Change 1: Symmetric SMA Potential
The original progress term rewarded any increase in semi-major axis, regardless of whether the orbit was already larger than the target meaning that burning past the target was free. The fix is to replace the one-sided progress signal with a potential function that peaks at the target and falls off symmetrically in both directions:
# Before: one-sided, only rewards climbing
r_sma = (a_k - a_{k-1}) / (a_target - a_init) × 50
# After: symmetric, penalises both overshoot and undershoot
Φ(a) = -|a - a_target| / (a_target - a_init)
r_sma = [Φ(a_k) - Φ(a_{k-1})] × 50
# Moving toward the target is always rewarded, moving away is always penalised
This uses the potential-based reward shaping framework from Ng et al. (1999), which proves that any shaping reward of the form γΦ(s’) − Φ(s) leaves the optimal policy of the original task unchanged.

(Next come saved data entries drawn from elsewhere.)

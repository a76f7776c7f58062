// src/repositories/equipment.rs
//! Equipment registry scoped to the acting staff member's lab

use chrono::Utc;
use sqlx::SqlitePool;
use validator::Validate;

use crate::auth::StaffRole;
use crate::error::{ApiError, ApiResult};
use crate::validator::reject_blank_fields;
use crate::models::{EquipmentItem, EquipmentListing, EquipmentRow, EquipmentStatus, UpdateEquipmentRequest};

const EQUIPMENT_COLUMNS: &str =
    "equipment_id, lab_id, name, code, equipment_type, status, description, password, updated_at";

#[derive(Clone)]
pub struct EquipmentRegistry {
    pool: SqlitePool,
}

impl EquipmentRegistry {
    pub fn new(pool: SqlitePool) -> Self {
        Self { pool }
    }

    /// Lab whose staff assignment names this account. Every other registry
    /// call goes through here first.
    pub async fn resolve_owning_lab(&self, role: StaffRole, staff_id: i64) -> ApiResult<i64> {
        let column = role
            .assignment_email_column()
            .ok_or_else(ApiError::no_lab_assigned)?;

        let query = format!(
            r#"SELECT ls.lab_id FROM lab_staff ls
               JOIN {table} s ON lower(s.email) = lower(ls.{column})
               WHERE s.id = ?
               ORDER BY ls.lab_id
               LIMIT 1"#,
            table = role.table(),
            column = column,
        );

        let lab_id: Option<i64> = sqlx::query_scalar(&query)
            .bind(staff_id)
            .fetch_optional(&self.pool)
            .await?;

        lab_id.ok_or_else(ApiError::no_lab_assigned)
    }

    pub async fn list_by_staff(&self, role: StaffRole, staff_id: i64) -> ApiResult<EquipmentListing> {
        let lab_id = self.resolve_owning_lab(role, staff_id).await?;

        let rows: Vec<EquipmentRow> = sqlx::query_as(&format!(
            "SELECT {} FROM equipment_items WHERE lab_id = ? ORDER BY equipment_type, code",
            EQUIPMENT_COLUMNS
        ))
        .bind(lab_id)
        .fetch_all(&self.pool)
        .await?;

        let items = rows.into_iter().map(EquipmentItem::from).collect();
        Ok(EquipmentListing::from_items(lab_id, items))
    }

    pub async fn get_one(&self, role: StaffRole, staff_id: i64, equipment_id: i64) -> ApiResult<EquipmentItem> {
        let lab_id = self.resolve_owning_lab(role, staff_id).await?;
        self.fetch_in_lab(lab_id, equipment_id).await
    }

    pub async fn update(
        &self,
        role: StaffRole,
        staff_id: i64,
        equipment_id: i64,
        request: UpdateEquipmentRequest,
    ) -> ApiResult<EquipmentItem> {
        request.validate()?;
        reject_blank_fields(&[
            ("name", request.name.as_deref()),
            ("code", request.code.as_deref()),
        ])
        .into_result()?;
        let status = match request.status.as_deref() {
            None => None,
            Some(s) => Some(EquipmentStatus::from_str(s).ok_or_else(|| {
                ApiError::BadRequest(format!(
                    "Invalid equipment status '{}'. Allowed: active, maintenance, damaged",
                    s
                ))
            })?),
        };

        let lab_id = self.resolve_owning_lab(role, staff_id).await?;

        let result = sqlx::query(
            r#"UPDATE equipment_items SET
                 name = COALESCE(?, name),
                 code = COALESCE(?, code),
                 status = COALESCE(?, status),
                 description = COALESCE(?, description),
                 password = COALESCE(?, password),
                 updated_at = ?
               WHERE equipment_id = ? AND lab_id = ?"#,
        )
        .bind(request.name.as_deref().map(str::trim))
        .bind(request.code.as_deref().map(str::trim))
        .bind(status.map(|s| s.encode()))
        .bind(&request.description)
        .bind(&request.password)
        .bind(Utc::now())
        .bind(equipment_id)
        .bind(lab_id)
        .execute(&self.pool)
        .await
        .map_err(|e| ApiError::from(e).with_conflict_message("Equipment code already exists in this lab"))?;

        if result.rows_affected() == 0 {
            return Err(ApiError::not_found("Equipment"));
        }

        log::info!("🔧 Equipment {} updated in lab {}", equipment_id, lab_id);
        self.fetch_in_lab(lab_id, equipment_id).await
    }

    pub async fn delete(&self, role: StaffRole, staff_id: i64, equipment_id: i64) -> ApiResult<()> {
        let lab_id = self.resolve_owning_lab(role, staff_id).await?;

        let result = sqlx::query("DELETE FROM equipment_items WHERE equipment_id = ? AND lab_id = ?")
            .bind(equipment_id)
            .bind(lab_id)
            .execute(&self.pool)
            .await?;

        if result.rows_affected() == 0 {
            return Err(ApiError::not_found("Equipment"));
        }

        log::info!("🗑️ Equipment {} removed from lab {}", equipment_id, lab_id);
        Ok(())
    }

    async fn fetch_in_lab(&self, lab_id: i64, equipment_id: i64) -> ApiResult<EquipmentItem> {
        let row: EquipmentRow = sqlx::query_as(&format!(
            "SELECT {} FROM equipment_items WHERE equipment_id = ? AND lab_id = ?",
            EQUIPMENT_COLUMNS
        ))
        .bind(equipment_id)
        .bind(lab_id)
        .fetch_optional(&self.pool)
        .await?
        .ok_or_else(|| ApiError::not_found("Equipment"))?;

        Ok(row.into())
    }
}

Change 2: Fuel Penalty Made Real
I raised the fuel penalty scale from 10 to 75. At the old scale, burning inefficiently cost almost nothing relative to the SMA progress reward. A wasteful agent that drained its tank over 40 steps accumulated a total fuel penalty of about -8.7 across the episode. A successful, efficient agent earned around +246. The penalty was barely visible. At 75x, the same inefficient tank-drain costs about -65, while an efficient Hohmann brings in roughly +172 total.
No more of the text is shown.